Being one of six international players on the field hockey team, Verstraete came to America not knowing much English and struggled with acclimating to the culture change. A struggle in which junior Amadeo Blasco encountered three years ago when he was recruited to play for the men’s tennis program.

“It’s a different culture, everything is different,” Blasco said. “I’m still learning.”

Blasco is one of three players under head coach Jhonnatan Medina-Alvarez who was recruited out of Spain. In the past two years, he was joined by sophomore Marc Casasnovas from Barcelona and freshman Guillermo Cagigas from Madrid.

Contrary to Verstraete, Blasco always had intentions of playing tennis in America. Where he lives in Valencia, he said it is extremely difficult to compete at a high level while receiving an education at the same time. Additionally, he’s an only child, which had a great impact on his parents seeing him leave.

“I think they were kind of sad I left them that early because I left home when I was seventeen.” Blasco said. “But they were excited for me because they knew how much I wanted to come here to America to study and play tennis.”

Senior Sherif Maalouf of the Longwood men’s soccer team already had a sniff at the American lifestyle his freshman year when he committed to play soccer at Northern Illinois. His first impression wasn’t exactly what he pictured, so he re-opened his recruitment to be found by Longwood head coach Jon Atkinson.

Maalouf is one of 11 international athletes on the men’s soccer team, four more players than the next highest of men’s tennis, in which all seven players on their roster are international.

Part of a family who likes to travel, it was still tough for Maalouf to leave his domain in Cairo, Egypt – the only athlete at Longwood from Egypt – when he first came to America.

“In the beginning it was a bit difficult,” he said. “I’m a family guy so just not being around the family was difficult.”

One of the most taxing aspects of being an international student, Maalouf noted, was not being able to go home whenever they want.
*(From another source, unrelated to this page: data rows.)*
use std::sync::Arc;

use criterion::{black_box, criterion_group, criterion_main, Criterion};
use dtree::policy::{ONCE, RECURSIVE};
use dtree::{field, Context, DTree, NodeBuilder, Runner};

fn label(i: usize) -> Runner<Context, usize> {
    Runner::action(format!("r{i}"), move |_: &Context| i)
}

/// One level of `n` branches, each comparing a unique field. Only the last
/// branch matches, so every condition is evaluated.
fn build_flat(n: usize) -> (Arc<DTree<Context, usize>>, Context) {
    let mut builder = NodeBuilder::new();
    let mut ctx = Context::new();
    for i in 0..n {
        let name = format!("f{i}");
        let threshold = if i + 1 == n { 1_i64 } else { 100 };
        builder = builder.branch(field::<Context>(&name).ge(threshold), label(i));
        ctx = ctx.set(&name, 10_i64);
    }
    let tree = DTree::build(builder.build().unwrap()).unwrap();
    (tree, ctx)
}

/// A chain of `depth` nested levels, each with one matching branch.
fn nested_builder(depth: usize) -> NodeBuilder<Context, usize> {
    let level = field::<Context>("level");
    let mut builder = NodeBuilder::new().otherwise(label(depth));
    for d in (0..depth).rev() {
        builder = NodeBuilder::new()
            .branch(level.ge(0), builder)
            .otherwise(label(d));
    }
    builder
}

/// `n` sibling sub-trees that all dead-end, then an else: worst case for
/// `recursive`, which descends into every one of them.
fn build_dead_ends(n: usize, policy: &str) -> Arc<DTree<Context, usize>> {
    let x = field::<Context>("x");
    let mut builder = NodeBuilder::new();
    for i in 0..n {
        builder = builder.branch(
            x.ge(0),
            NodeBuilder::new().branch(x.lt(0), label(i)),
        );
    }
    let node = builder.otherwise(label(n)).policy(policy).build().unwrap();
    DTree::build(node).unwrap()
}

fn bench_flat(c: &mut Criterion) {
    let mut group = c.benchmark_group("flat");

    for &n in &[5, 20, 50] {
        let (tree, ctx) = build_flat(n);
        group.bench_function(&format!("{n}_branches"), |b| {
            b.iter(|| tree.run(black_box(&ctx)));
        });
    }

    group.finish();
}

fn bench_nested(c: &mut Criterion) {
    let mut group = c.benchmark_group("nested");
    let ctx = Context::new().set("level", 1_i64);

    for &depth in &[4, 16, 64] {
        let tree = DTree::build(nested_builder(depth).build().unwrap()).unwrap();
        group.bench_function(&format!("depth_{depth}"), |b| {
            b.iter(|| tree.run(black_box(&ctx)));
        });
    }

    group.finish();
}

fn bench_backtracking(c: &mut Criterion) {
    let mut group = c.benchmark_group("backtracking");
    let ctx = Context::new().set("x", 1_i64);

    for &n in &[5, 20] {
        let tree = build_dead_ends(n, RECURSIVE);
        group.bench_function(&format!("{n}_dead_ends"), |b| {
            b.iter(|| tree.run(black_box(&ctx)));
        });
    }

    let once = build_dead_ends(20, ONCE);
    group.bench_function("once_stops_at_first", |b| {
        b.iter(|| once.evaluate(black_box(&ctx)));
    });

    group.finish();
}

fn bench_materialize(c: &mut Criterion) {
    let mut group = c.benchmark_group("materialize");

    for &depth in &[4, 16, 64] {
        let node = nested_builder(depth).build().unwrap();
        group.bench_function(&format!("depth_{depth}"), |b| {
            b.iter(|| black_box(DTree::build(node.clone()).unwrap()));
        });
    }

    group.finish();
}

criterion_group!(
    benches,
    bench_flat,
    bench_nested,
    bench_backtracking,
    bench_materialize
);
criterion_main!(benches);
In his situation, depending on the layover, a simple trip back home twice a year may reach 20 hours. Although the trip is difficult for those who come from overseas, they have all familiarized themselves with the constant obstacles of travel.

Not only is it tough to adapt as an international student-athlete, according to Maalouf, but transitioning to a different style of education and cultural traditions was something he, as well as Verstraete and Blasco, struggled in conforming to when they first moved to America.
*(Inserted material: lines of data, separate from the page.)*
use std::borrow::Cow;
use std::fmt;
use std::ops::Deref;
use std::sync::atomic::{AtomicU64, Ordering};
use std::sync::Arc;

use crate::{CompareOp, Condition, Context, Value};

type Getter<T> = Arc<dyn Fn(&T) -> Value + Send + Sync>;

/// A named field extractor that builds comparison [`Condition`]s.
///
/// ```
/// use dtree::{Context, field};
///
/// let age = field::<Context>("age");
/// let child = age.lt(12);
/// assert_eq!(child.description(), "age < 12");
/// assert!(child.validate(&Context::new().set("age", 9)).unwrap());
/// ```
pub struct ValueAccessor<T> {
    name: Arc<str>,
    getter: Getter<T>,
}

/// Right-hand side of a comparison: a literal, or another accessor read from
/// the same input object.
pub enum Operand<T> {
    Literal(Value),
    Accessor(ValueAccessor<T>),
}

impl<T: 'static> ValueAccessor<T> {
    pub fn new<F, V>(name: impl Into<String>, getter: F) -> Self
    where
        F: Fn(&T) -> V + Send + Sync + 'static,
        V: Into<Value>,
    {
        Self {
            name: Arc::from(name.into()),
            getter: Arc::new(move |obj: &T| getter(obj).into()),
        }
    }

    /// Wrap the extractor in a bounded cache keyed by object identity, so
    /// repeated reads of the same object run the extractor once.
    ///
    /// Every accessor built from the result (comparisons included) shares
    /// one cache.
    #[cfg(feature = "memo")]
    #[must_use]
    pub fn memoized(self, capacity: u64) -> Self
    where
        T: Identified,
    {
        let cache: moka::sync::Cache<ObjectId, Value> = moka::sync::Cache::new(capacity);
        let inner = self.getter;
        Self {
            name: self.name,
            getter: Arc::new(move |obj: &T| cache.get_with(obj.object_id(), || inner(obj))),
        }
    }

    fn condition<F>(&self, description: String, test: F) -> Condition<T>
    where
        F: Fn(&Value) -> bool + Send + Sync + 'static,
    {
        let getter = Arc::clone(&self.getter);
        Condition::new(description, move |obj: &T| test(&getter(obj)))
    }

    /// `self <op> other`, false whenever the two sides cannot be ordered.
    pub fn compare(&self, op: CompareOp, other: impl Into<Operand<T>>) -> Condition<T> {
        let other = other.into();
        let getter = Arc::clone(&self.getter);
        Condition::new(
            format!("{} {op} {other}", self.name),
            move |obj: &T| {
                getter(obj)
                    .compare(op, &other.resolve(obj))
                    .unwrap_or(false)
            },
        )
    }

    pub fn eq(&self, other: impl Into<Operand<T>>) -> Condition<T> {
        self.compare(CompareOp::Eq, other)
    }

    pub fn ne(&self, other: impl Into<Operand<T>>) -> Condition<T> {
        self.compare(CompareOp::Neq, other)
    }

    pub fn lt(&self, other: impl Into<Operand<T>>) -> Condition<T> {
        self.compare(CompareOp::Lt, other)
    }

    pub fn le(&self, other: impl Into<Operand<T>>) -> Condition<T> {
        self.compare(CompareOp::Lte, other)
    }

    pub fn gt(&self, other: impl Into<Operand<T>>) -> Condition<T> {
        self.compare(CompareOp::Gt, other)
    }

    pub fn ge(&self, other: impl Into<Operand<T>>) -> Condition<T> {
        self.compare(CompareOp::Gte, other)
    }

    /// Membership: equal to any of `values`.
    pub fn in_<I, V>(&self, values: I) -> Condition<T>
    where
        I: IntoIterator<Item = V>,
        V: Into<Value>,
    {
        let values: Vec<Value> = values.into_iter().map(Into::into).collect();
        let listed = values
            .iter()
            .map(ToString::to_string)
            .collect::<Vec<_>>()
            .join(", ");
        self.condition(format!("{} in [{listed}]", self.name), move |value| {
            values
                .iter()
                .any(|candidate| value.compare(CompareOp::Eq, candidate) == Some(true))
        })
    }

    /// Strict identity: same type and same payload, no numeric coercion.
    pub fn is_(&self, other: impl Into<Operand<T>>) -> Condition<T> {
        let other = other.into();
        let getter = Arc::clone(&self.getter);
        Condition::new(format!("{} is {other}", self.name), move |obj: &T| {
            getter(obj).is(&other.resolve(obj))
        })
    }

    pub fn none(&self) -> Condition<T> {
        self.condition(format!("{} is null", self.name), Value::is_null)
    }

    pub fn notnone(&self) -> Condition<T> {
        self.condition(format!("{} is not null", self.name), |value| {
            !value.is_null()
        })
    }

    pub fn booltrue(&self) -> Condition<T> {
        self.condition(format!("{} is truthy", self.name), Value::is_truthy)
    }

    pub fn boolfalse(&self) -> Condition<T> {
        self.condition(format!("{} is falsy", self.name), |value| {
            !value.is_truthy()
        })
    }

    /// An arbitrary test on the extracted value, described as
    /// `"<name> <label>"`.
    pub fn test<F>(&self, label: &str, test: F) -> Condition<T>
    where
        F: Fn(&Value) -> bool + Send + Sync + 'static,
    {
        self.condition(format!("{} {label}", self.name), test)
    }
}

impl<T> ValueAccessor<T> {
    #[must_use]
    pub fn name(&self) -> &str {
        &self.name
    }

    /// Extract the value from `obj`.
    pub fn of(&self, obj: &T) -> Value {
        (self.getter)(obj)
    }
}

/// Accessor reading a dot-separated path from anything that exposes a
/// [`Context`]. Missing paths read as [`Value::Null`].
pub fn field<T>(path: &str) -> ValueAccessor<T>
where
    T: AsRef<Context> + 'static,
{
    let key = path.to_owned();
    ValueAccessor::new(path, move |obj: &T| obj.as_ref().lookup(&key))
}

impl<T> Operand<T> {
    fn resolve(&self, obj: &T) -> Cow<'_, Value> {
        match self {
            Operand::Literal(value) => Cow::Borrowed(value),
            Operand::Accessor(accessor) => Cow::Owned(accessor.of(obj)),
        }
    }
}

impl<T> fmt::Display for Operand<T> {
    fn fmt(&self, f: &mut fmt::Formatter<'_>) -> fmt::Result {
        match self {
            Operand::Literal(value) => value.fmt(f),
            Operand::Accessor(accessor) => f.write_str(accessor.name()),
        }
    }
}

impl<T> Clone for ValueAccessor<T> {
    fn clone(&self) -> Self {
        Self {
            name: Arc::clone(&self.name),
            getter: Arc::clone(&self.getter),
        }
    }
}

impl<T> fmt::Debug for ValueAccessor<T> {
    fn fmt(&self, f: &mut fmt::Formatter<'_>) -> fmt::Result {
        f.debug_tuple("ValueAccessor").field(&self.name).finish()
    }
}

impl<T> From<Value> for Operand<T> {
    fn from(value: Value) -> Self {
        Operand::Literal(value)
    }
}

impl<T> From<i64> for Operand<T> {
    fn from(value: i64) -> Self {
        Operand::Literal(value.into())
    }
}

impl<T> From<i32> for Operand<T> {
    fn from(value: i32) -> Self {
        Operand::Literal(value.into())
    }
}

impl<T> From<f64> for Operand<T> {
    fn from(value: f64) -> Self {
        Operand::Literal(value.into())
    }
}

impl<T> From<bool> for Operand<T> {
    fn from(value: bool) -> Self {
        Operand::Literal(value.into())
    }
}

impl<T> From<&str> for Operand<T> {
    fn from(value: &str) -> Self {
        Operand::Literal(value.into())
    }
}

impl<T> From<String> for Operand<T> {
    fn from(value: String) -> Self {
        Operand::Literal(value.into())
    }
}

impl<T> From<ValueAccessor<T>> for Operand<T> {
    fn from(accessor: ValueAccessor<T>) -> Self {
        Operand::Accessor(accessor)
    }
}

impl<T> From<&ValueAccessor<T>> for Operand<T> {
    fn from(accessor: &ValueAccessor<T>) -> Self {
        Operand::Accessor(accessor.clone())
    }
}

/// Process-unique identity of a tracked input object.
#[derive(Debug, Clone, Copy, PartialEq, Eq, Hash, PartialOrd, Ord)]
pub struct ObjectId(u64);

impl ObjectId {
    /// A fresh id, never handed out before in this process.
    #[must_use]
    pub fn next() -> Self {
        static NEXT: AtomicU64 = AtomicU64::new(0);
        ObjectId(NEXT.fetch_add(1, Ordering::Relaxed))
    }
}

impl fmt::Display for ObjectId {
    fn fmt(&self, f: &mut fmt::Formatter<'_>) -> fmt::Result {
        write!(f, "#{}", self.0)
    }
}

/// Input objects with a stable identity, usable with
/// [`ValueAccessor::memoized`].
pub trait Identified {
    fn object_id(&self) -> ObjectId;
}

/// Attaches a fresh [`ObjectId`] to a value.
///
/// A clone is a different object and gets its own id.
#[derive(Debug)]
pub struct Tracked<T> {
    id: ObjectId,
    inner: T,
}

impl<T> Tracked<T> {
    pub fn new(inner: T) -> Self {
        Self {
            id: ObjectId::next(),
            inner,
        }
    }

    #[must_use]
    pub fn id(&self) -> ObjectId {
        self.id
    }

    pub fn into_inner(self) -> T {
        self.inner
    }
}

impl<T> Identified for Tracked<T> {
    fn object_id(&self) -> ObjectId {
        self.id
    }
}

impl<T> Deref for Tracked<T> {
    type Target = T;

    fn deref(&self) -> &T {
        &self.inner
    }
}

impl<T: Clone> Clone for Tracked<T> {
    fn clone(&self) -> Self {
        Self::new(self.inner.clone())
    }
}

impl<T: AsRef<Context>> AsRef<Context> for Tracked<T> {
    fn as_ref(&self) -> &Context {
        self.inner.as_ref()
    }
}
Interestingly enough, though, they said they never win when leaving both home and school on breaks. When they go back home on the two breaks most of them have – winter and summer – they’re leaving behind a second family.
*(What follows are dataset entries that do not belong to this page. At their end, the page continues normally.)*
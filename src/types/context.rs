use std::collections::HashMap;

use super::value::Value;

/// A dynamic input object: named fields addressed by dot-separated paths
/// such as `"user.profile.age"`.
///
/// Trees over `Context` pair naturally with [`field()`](crate::field), which
/// reads a path and yields [`Value::Null`] where nothing is stored.
#[derive(Debug, Clone, Default, PartialEq)]
pub struct Context {
    fields: HashMap<String, Entry>,
}

#[derive(Debug, Clone, PartialEq)]
enum Entry {
    Value(Value),
    Group(HashMap<String, Entry>),
}

impl Context {
    #[must_use]
    pub fn new() -> Self {
        Self::default()
    }

    /// Builder-style [`insert`](Context::insert).
    #[must_use]
    pub fn set(mut self, path: &str, value: impl Into<Value>) -> Self {
        self.insert(path, value);
        self
    }

    /// Store a value at `path`, creating intermediate groups as needed. A
    /// value sitting where a group is required is replaced by the group.
    pub fn insert(&mut self, path: &str, value: impl Into<Value>) {
        let mut segments = path.split('.').peekable();
        let mut fields = &mut self.fields;
        while let Some(segment) = segments.next() {
            if segments.peek().is_none() {
                fields.insert(segment.to_owned(), Entry::Value(value.into()));
                return;
            }
            let entry = fields
                .entry(segment.to_owned())
                .or_insert_with(|| Entry::Group(HashMap::new()));
            if let Entry::Value(_) = *entry {
                *entry = Entry::Group(HashMap::new());
            }
            let Entry::Group(group) = entry else {
                return;
            };
            fields = group;
        }
    }

    /// The value stored at `path`. `None` when the path is missing or names
    /// a group rather than a value.
    #[must_use]
    pub fn get(&self, path: &str) -> Option<&Value> {
        let mut segments = path.split('.');
        let mut entry = self.fields.get(segments.next()?)?;
        for segment in segments {
            match entry {
                Entry::Group(group) => entry = group.get(segment)?,
                Entry::Value(_) => return None,
            }
        }
        match entry {
            Entry::Value(value) => Some(value),
            Entry::Group(_) => None,
        }
    }

    /// Like [`get`](Context::get), but a missing value reads as
    /// [`Value::Null`].
    #[must_use]
    pub fn lookup(&self, path: &str) -> Value {
        self.get(path).cloned().unwrap_or(Value::Null)
    }

    #[must_use]
    pub fn contains(&self, path: &str) -> bool {
        self.get(path).is_some()
    }

    #[must_use]
    pub fn is_empty(&self) -> bool {
        self.fields.is_empty()
    }
}

impl AsRef<Context> for Context {
    fn as_ref(&self) -> &Context {
        self
    }
}

impl<K: AsRef<str>, V: Into<Value>> FromIterator<(K, V)> for Context {
    fn from_iter<I: IntoIterator<Item = (K, V)>>(iter: I) -> Self {
        let mut context = Context::new();
        for (path, value) in iter {
            context.insert(path.as_ref(), value);
        }
        context
    }
}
“When they get really close to their teammates and other people, for us, it’s really hard to leave here. We have, like, a new life,” Blasco said.

With winter and summer breaks being the only times when international athletes are able to fly home, this leaves them with the decision of whether or not to stay with a friend or teammate over fall, Thanksgiving and spring breaks.

Verstraete, who graduates in 2019, says not being able to drive home every so often has become one of the more difficult parts of living overseas. However, her teammates and friendships made the transition to an unfamiliar culture easier, and dreads the day she waves goodbye to her second family.

“I thought at first I was going to get more homesick, but I think I was surprised that I wasn’t,” Verstraete said. “When I’m home, I’m homesick to here. Also when I’m here it’s the same thing. It goes both ways.”

Although they miss their family and friends in their respective countries, leaving the friends they’ve made over the years will be equally as difficult. They’ve created a new life overseas, missing memories they could be making at home, but making them thousands of miles away. This, in turn, presents them with a new challenge after they graduate.

Sherif Maalouf, native of Cairo, Egypt, left his family behind four years ago to follow his aspirations of studying and playing soccer in America.